- _What to work on_:
In the records below, how many lines hold the word "that"? Give only the number.

=== Source material ===

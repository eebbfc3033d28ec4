use std::sync::Arc;
use std::sync::atomic::{AtomicUsize, Ordering};
use std::thread;
use std::time::Duration;

use pretty_assertions::assert_eq;

use super::*;
use crate::registry::Registry;
use crate::test_utils::init_test_logging;
use crate::values::{Context, FunctionError, HostFunction, Value};

fn sum(args: &[Value]) -> Result<Value, FunctionError> {
    Ok(Value::from(args.iter().map(Value::to_number).sum::<f64>()))
}

fn constant(value: f64) -> HostFunction {
    Arc::new(move |_: &[Value]| -> Result<Value, FunctionError> { Ok(Value::from(value)) })
}

#[test]
fn test_evaluate_simple() {
    init_test_logging();

    let engine = Engine::default();
    let context = Context::new().with("a", 2).with("b", "x");
    assert_eq!(engine.evaluate("2 + 3 * 4", &context).unwrap(), Value::from(14));
    assert_eq!(engine.evaluate("(2 + 3) * 4", &context).unwrap(), Value::from(20));
    assert_eq!(engine.evaluate("a + b", &context).unwrap(), Value::from("2x"));
    assert_eq!(engine.evaluate("@max(a, 7)", &context).unwrap(), Value::from(7));
}

#[test]
fn test_compile_once_evaluate_many() {
    let engine = Engine::default();
    let expr = engine.compile("a.b[0].c * factor").unwrap();

    let data = Value::object([(
        "b",
        Value::array([Value::object([("c", Value::from(42))])]),
    )]);
    let first = Context::new().with("a", data.clone()).with("factor", 1);
    let second = Context::new().with("a", data).with("factor", 2);

    assert_eq!(expr.evaluate(&first).unwrap(), Value::from(42));
    assert_eq!(expr.evaluate(&first).unwrap(), Value::from(42));
    assert_eq!(expr.evaluate(&second).unwrap(), Value::from(84));
    assert_eq!(expr.source(), "a.b[0].c * factor");
}

#[test]
fn test_register_and_call() {
    let engine = Engine::default();
    engine.register("sum", sum).unwrap();
    assert_eq!(
        engine.evaluate("@sum(1,2,3)", &Context::new()).unwrap(),
        Value::from(6)
    );
}

#[test]
fn test_reregistering_changes_compiled_expressions() {
    let engine = Engine::default();
    engine.register_function("k", constant(1.0)).unwrap();
    let expr = engine.compile("@k()").unwrap();
    assert_eq!(expr.evaluate_empty().unwrap(), Value::from(1));

    engine.register_function("k", constant(2.0)).unwrap();
    assert_eq!(expr.evaluate_empty().unwrap(), Value::from(2));
}

#[test]
fn test_register_invalid_name() {
    let engine = Engine::default();
    let err = engine.register("not-valid", sum).unwrap_err();
    assert_eq!(err.code, ErrorCode::InvalidFunctionName);
    assert!(!engine.registry().contains("not-valid"));
}

#[test]
fn test_engines_can_share_a_registry() {
    let registry = Registry::new();
    let first = Engine::with_registry(EngineOptions::default(), registry.clone());
    let second = Engine::with_registry(EngineOptions::default(), registry);

    first.register("sum", sum).unwrap();
    assert_eq!(
        second.evaluate("@sum(2, 2)", &Context::new()).unwrap(),
        Value::from(4)
    );
    assert_eq!(
        second.evaluate("@abs(1)", &Context::new()).unwrap_err().code,
        ErrorCode::UndefinedFunction
    );
}

#[test]
fn test_blacklist_rejects_before_parsing() {
    let engine = Engine::default();
    let err = engine.evaluate("constructor", &Context::new()).unwrap_err();
    assert_eq!(err.code, ErrorCode::BlacklistedKeyword);
    assert_eq!(err.token.as_deref(), Some("constructor"));
    assert_eq!(err.expression.as_deref(), Some("constructor"));

    // Even text that would not parse is rejected by the blacklist first.
    let err = engine.evaluate("this ===", &Context::new()).unwrap_err();
    assert_eq!(err.code, ErrorCode::BlacklistedKeyword);
}

#[test]
fn test_configure_blacklist() {
    let mut engine = Engine::default();
    let context = Context::new().with("constructor", 1).with("secret", 2);

    engine.configure(EngineOptionsOverride::default().blacklist(Blacklist::empty()));
    assert_eq!(engine.evaluate("constructor", &context).unwrap(), Value::from(1));

    engine.configure(EngineOptionsOverride::default().blacklist(["secret"].into_iter().collect()));
    assert_eq!(
        engine.evaluate("secret", &context).unwrap_err().code,
        ErrorCode::BlacklistedKeyword
    );
    assert_eq!(engine.evaluate("constructor", &context).unwrap(), Value::from(1));
}

#[test]
fn test_cache() {
    let mut engine = Engine::default();
    let first = engine.compile("1 + 1").unwrap();
    let second = engine.compile("1 + 1").unwrap();
    assert!(std::ptr::eq(first.program(), second.program()));
    assert_eq!(engine.cached_programs(), 1);

    // Failed compilations are not cached.
    assert!(engine.compile("1 +").is_err());
    assert_eq!(engine.cached_programs(), 1);

    engine.configure(EngineOptionsOverride::default().blacklist(Blacklist::empty()));
    assert_eq!(engine.cached_programs(), 0);

    engine.compile("2").unwrap();
    engine.clear_cache();
    assert_eq!(engine.cached_programs(), 0);

    engine.configure(EngineOptionsOverride::default().cache_capacity(0));
    engine.compile("3").unwrap();
    assert_eq!(engine.cached_programs(), 0);
}

#[test]
fn test_compile_errors_carry_source() {
    let engine = Engine::default();

    let err = engine.compile("a.").unwrap_err();
    assert_eq!(err.code, ErrorCode::ExpectedPropertyName);
    assert_eq!(err.expression.as_deref(), Some("a."));

    let err = engine.compile("'open").unwrap_err();
    assert_eq!(err.code, ErrorCode::UnterminatedString);
    assert_eq!(err.snippet(), Some("'open"));

    assert_eq!(engine.compile("").unwrap_err().code, ErrorCode::EmptyExpression);
    assert_eq!(engine.compile("  \t").unwrap_err().code, ErrorCode::EmptyExpression);
}

#[test]
fn test_runtime_errors() {
    let engine = Engine::default();
    let context = Context::new().with("x", Value::Null).with("y", Value::object([("k", 1)]));

    let err = engine.evaluate("missingVar", &context).unwrap_err();
    assert_eq!(err.code, ErrorCode::UndefinedVariable);
    assert_eq!(err.snippet(), Some("missingVar"));

    assert_eq!(
        engine.evaluate("x.y", &context).unwrap_err().code,
        ErrorCode::NullPropertyAccess
    );
    assert_eq!(engine.evaluate("y.z", &context).unwrap(), Value::Undefined);
    assert_eq!(
        engine.evaluate("@nothing()", &context).unwrap_err().code,
        ErrorCode::UndefinedFunction
    );
    assert_eq!(
        engine.evaluate("-'a'", &context).unwrap_err().code,
        ErrorCode::InvalidUnaryOperand
    );
    assert_eq!(
        engine.evaluate("@sqrt('a')", &context).unwrap_err().code,
        ErrorCode::HostFunction
    );
}

#[test]
fn test_depth_limits() {
    let mut engine = Engine::default();
    engine.configure(EngineOptionsOverride::default().max_depth(16));

    let deep = format!("{}1{}", "(".repeat(40), ")".repeat(40));
    assert_eq!(
        engine.evaluate(&deep, &Context::new()).unwrap_err().code,
        ErrorCode::StackOverflow
    );

    let shallow = format!("{}1{}", "(".repeat(4), ")".repeat(4));
    assert_eq!(engine.evaluate(&shallow, &Context::new()).unwrap(), Value::from(1));

    // Whatever compiles under the limit also evaluates under it.
    let widest = format!("1{}", "+1".repeat(15));
    let compiled = engine.compile(&widest).unwrap();
    assert_eq!(compiled.program().height(), 16);
    assert_eq!(compiled.evaluate(&Context::new()).unwrap(), Value::from(16));

    let too_wide = format!("1{}", "+1".repeat(16));
    assert_eq!(
        engine.compile(&too_wide).unwrap_err().code,
        ErrorCode::StackOverflow
    );
}

#[test]
fn test_timeout() {
    let engine = Engine::new(EngineOptions {
        max_timeout_ms: 10,
        ..EngineOptions::default()
    });
    engine
        .register("slow", |_: &[Value]| -> Result<Value, FunctionError> {
            thread::sleep(Duration::from_millis(40));
            Ok(Value::from(1))
        })
        .unwrap();

    let err = engine.evaluate("@slow() + 1", &Context::new()).unwrap_err();
    assert_eq!(err.code, ErrorCode::EvaluationTimeout);

    // Disabled timeout.
    let expr = engine
        .create_expression("@slow() + 1")
        .configure(EngineOptionsOverride::default().max_timeout_ms(0))
        .compile()
        .unwrap();
    assert_eq!(expr.evaluate_empty().unwrap(), Value::from(2));
}

#[test]
fn test_reconfigure_does_not_affect_compiled() {
    let mut engine = Engine::default();
    let expr = engine.compile("1").unwrap();
    engine.configure(EngineOptionsOverride::default().max_timeout_ms(5));
    assert_eq!(expr.options().max_timeout_ms, 1000);
    assert_eq!(engine.options().max_timeout_ms, 5);
}

#[test]
fn test_builder_extensions() {
    let engine = Engine::default();
    let calls = Arc::new(AtomicUsize::new(0));
    let counter = calls.clone();

    let expr = engine
        .create_expression("@twice(n) + @abs(-1)")
        .function("twice", move |args: &[Value]| -> Result<Value, FunctionError> {
            counter.fetch_add(1, Ordering::SeqCst);
            Ok(Value::from(args[0].to_number() * 2.0))
        })
        .compile()
        .unwrap();

    assert_eq!(
        expr.evaluate(&Context::new().with("n", 4)).unwrap(),
        Value::from(9)
    );
    assert_eq!(calls.load(Ordering::SeqCst), 1);

    // Extensions stay local to the session.
    assert!(!engine.registry().contains("twice"));
    assert_eq!(
        engine.evaluate("@twice(1)", &Context::new()).unwrap_err().code,
        ErrorCode::UndefinedFunction
    );
}

#[test]
fn test_strict_mode_rejects_shadowing() {
    let engine = Engine::default();
    let err = engine
        .create_expression("@abs(-1)")
        .extend([("abs", constant(0.0))])
        .compile()
        .unwrap_err();
    assert_eq!(err.code, ErrorCode::StrictModeViolation);
    assert_eq!(err.token.as_deref(), Some("abs"));
    assert_eq!(err.expression.as_deref(), Some("@abs(-1)"));
}

#[test]
fn test_strict_mode_rejects_blacklisted_names() {
    let engine = Engine::default();
    let err = engine
        .create_expression("1")
        .extend([("eval", constant(0.0))])
        .compile()
        .unwrap_err();
    assert_eq!(err.code, ErrorCode::StrictModeViolation);
}

#[test]
fn test_non_strict_allows_shadowing() {
    let engine = Engine::default();
    let value = engine
        .create_expression("@abs(-1)")
        .configure(EngineOptionsOverride::default().strict_mode(false))
        .extend([("abs", constant(0.0))])
        .evaluate(&Context::new())
        .unwrap();
    assert_eq!(value, Value::from(0));

    // The shared registry is untouched.
    assert_eq!(engine.evaluate("@abs(-1)", &Context::new()).unwrap(), Value::from(1));
}

#[test]
fn test_invalid_extension_name_in_any_mode() {
    let engine = Engine::default();
    for strict in [true, false] {
        let err = engine
            .create_expression("1")
            .configure(EngineOptionsOverride::default().strict_mode(strict))
            .extend([("9lives", constant(0.0))])
            .compile()
            .unwrap_err();
        assert_eq!(err.code, ErrorCode::InvalidFunctionName);
    }
}

#[test]
fn test_builder_options_are_local() {
    let engine = Engine::default();
    let value = engine
        .create_expression("constructor")
        .configure(EngineOptionsOverride::default().blacklist(Blacklist::empty()))
        .evaluate(&Context::new().with("constructor", true))
        .unwrap();
    assert_eq!(value, Value::Bool(true));
    assert!(engine.compile("constructor").is_err());
}

#[test]
fn test_concurrent_evaluation() {
    let engine = Engine::default();
    engine.register("sum", sum).unwrap();
    let expr = engine.compile("@sum(x, x) * 2").unwrap();

    let handles: Vec<_> = (0..8)
        .map(|i| {
            let expr = expr.clone();
            thread::spawn(move || {
                (0..50)
                    .map(|_| expr.evaluate(&Context::new().with("x", i)).unwrap())
                    .collect::<Vec<_>>()
            })
        })
        .collect();

    for (i, handle) in handles.into_iter().enumerate() {
        let results = handle.join().unwrap();
        assert!(results.iter().all(|v| *v == Value::from(i * 4)));
    }
}
//! The Safeval evaluation engine.

use std::sync::Arc;

use tracing::{debug, warn};

use super::cache::ProgramCache;
use super::{CompiledExpression, EngineOptions, EngineOptionsOverride, Error, ExpressionBuilder};
use crate::lexer::{is_function_name, tokenize};
use crate::parser::{Program, parse_with_max_depth};
use crate::registry::{Registry, ScopedFunctions};
use crate::values::{Context, FunctionError, HostFunction, Value};

/// The Safeval compilation and execution engine.
///
/// The engine manages:
/// - Function registry (shared with every expression it compiles)
/// - Policy and limits (EngineOptions)
/// - Cache of parsed programs
///
/// # Example
///
/// ```
/// use safeval_core::{Context, Engine, FunctionError, Value};
///
/// let engine = Engine::default();
/// engine
///     .register("sum", |args: &[Value]| -> Result<Value, FunctionError> {
///         Ok(Value::from(args.iter().map(Value::to_number).sum::<f64>()))
///     })
///     .unwrap();
///
/// let result = engine.evaluate("@sum(1, 2, x)", &Context::new().with("x", 3)).unwrap();
/// assert_eq!(result, Value::from(6));
/// ```
pub struct Engine {
    options: EngineOptions,
    registry: Registry,
    cache: Arc<ProgramCache>,
}

impl Default for Engine {
    fn default() -> Self {
        Self::new(EngineOptions::default())
    }
}

impl Engine {
    /// Create an engine whose registry holds the standard math functions.
    pub fn new(options: EngineOptions) -> Self {
        Self::with_registry(options, Registry::with_stdlib())
    }

    /// Create an engine around an existing registry, which stays shared.
    pub fn with_registry(options: EngineOptions, registry: Registry) -> Self {
        Self {
            options,
            registry,
            cache: Arc::default(),
        }
    }

    /// Access the engine options.
    pub fn options(&self) -> &EngineOptions {
        &self.options
    }

    /// Access the function registry.
    pub fn registry(&self) -> &Registry {
        &self.registry
    }

    /// Update the fields of the options that `overrides` sets.
    ///
    /// Already compiled expressions keep the options they were compiled with.
    pub fn configure(&mut self, overrides: EngineOptionsOverride) {
        let options = self.options.override_with(&overrides);
        if options.blacklist != self.options.blacklist
            || options.cache_capacity < self.options.cache_capacity
        {
            self.cache.clear();
        }
        debug!(?options, "engine reconfigured");
        self.options = options;
    }

    /// Register a function, replacing any function with the same name.
    pub fn register<F>(&self, name: &str, function: F) -> Result<(), Error>
    where
        F: Fn(&[Value]) -> Result<Value, FunctionError> + Send + Sync + 'static,
    {
        self.register_function(name, Arc::new(function))
    }

    pub fn register_function(&self, name: &str, function: HostFunction) -> Result<(), Error> {
        if !is_function_name(name) {
            return Err(Error::invalid_function_name(name));
        }
        self.registry.register_function(name, function);
        Ok(())
    }

    /// Parse an expression once for repeated evaluation.
    pub fn compile(&self, source: &str) -> Result<CompiledExpression, Error> {
        let program = compile_program(source, &self.options, &self.cache)?;
        Ok(CompiledExpression::new(
            program,
            source,
            ScopedFunctions::new(self.registry.clone(), Default::default()),
            self.options.clone(),
        ))
    }

    /// Compile and evaluate in one step.
    pub fn evaluate(&self, source: &str, context: &Context) -> Result<Value, Error> {
        self.compile(source)?.evaluate(context)
    }

    /// Start a session for one expression with its own options and functions.
    pub fn create_expression(&self, source: &str) -> ExpressionBuilder {
        ExpressionBuilder::new(
            source,
            self.registry.clone(),
            self.options.clone(),
            self.cache.clone(),
        )
    }

    pub fn clear_cache(&self) {
        self.cache.clear();
    }

    /// Number of parsed programs currently cached.
    pub fn cached_programs(&self) -> usize {
        self.cache.len()
    }
}

/// Check policy, then tokenize and parse `source`, going through the cache.
pub(super) fn compile_program(
    source: &str,
    options: &EngineOptions,
    cache: &ProgramCache,
) -> Result<Arc<Program>, Error> {
    // Runs before the cache so a changed blacklist applies immediately.
    if let Some((word, span)) = options.blacklist.find_in(source) {
        warn!(word, "expression rejected by blacklist");
        return Err(Error::blacklisted(word, span).with_expression(source));
    }

    if let Some(program) = cache.get(source, options.max_depth) {
        debug!(source, "program cache hit");
        return Ok(program);
    }

    let tokens = tokenize(source).map_err(|e| Error::from(e).with_expression(source))?;
    let program = parse_with_max_depth(&tokens, options.max_depth)
        .map_err(|e| Error::from(e).with_expression(source))?;
    debug!(source, tokens = tokens.len(), nodes = program.node_count(), "compiled expression");

    let program = Arc::new(program);
    cache.insert(source, options.max_depth, program.clone(), options.cache_capacity);
    Ok(program)
}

===

- _Task answer_:
2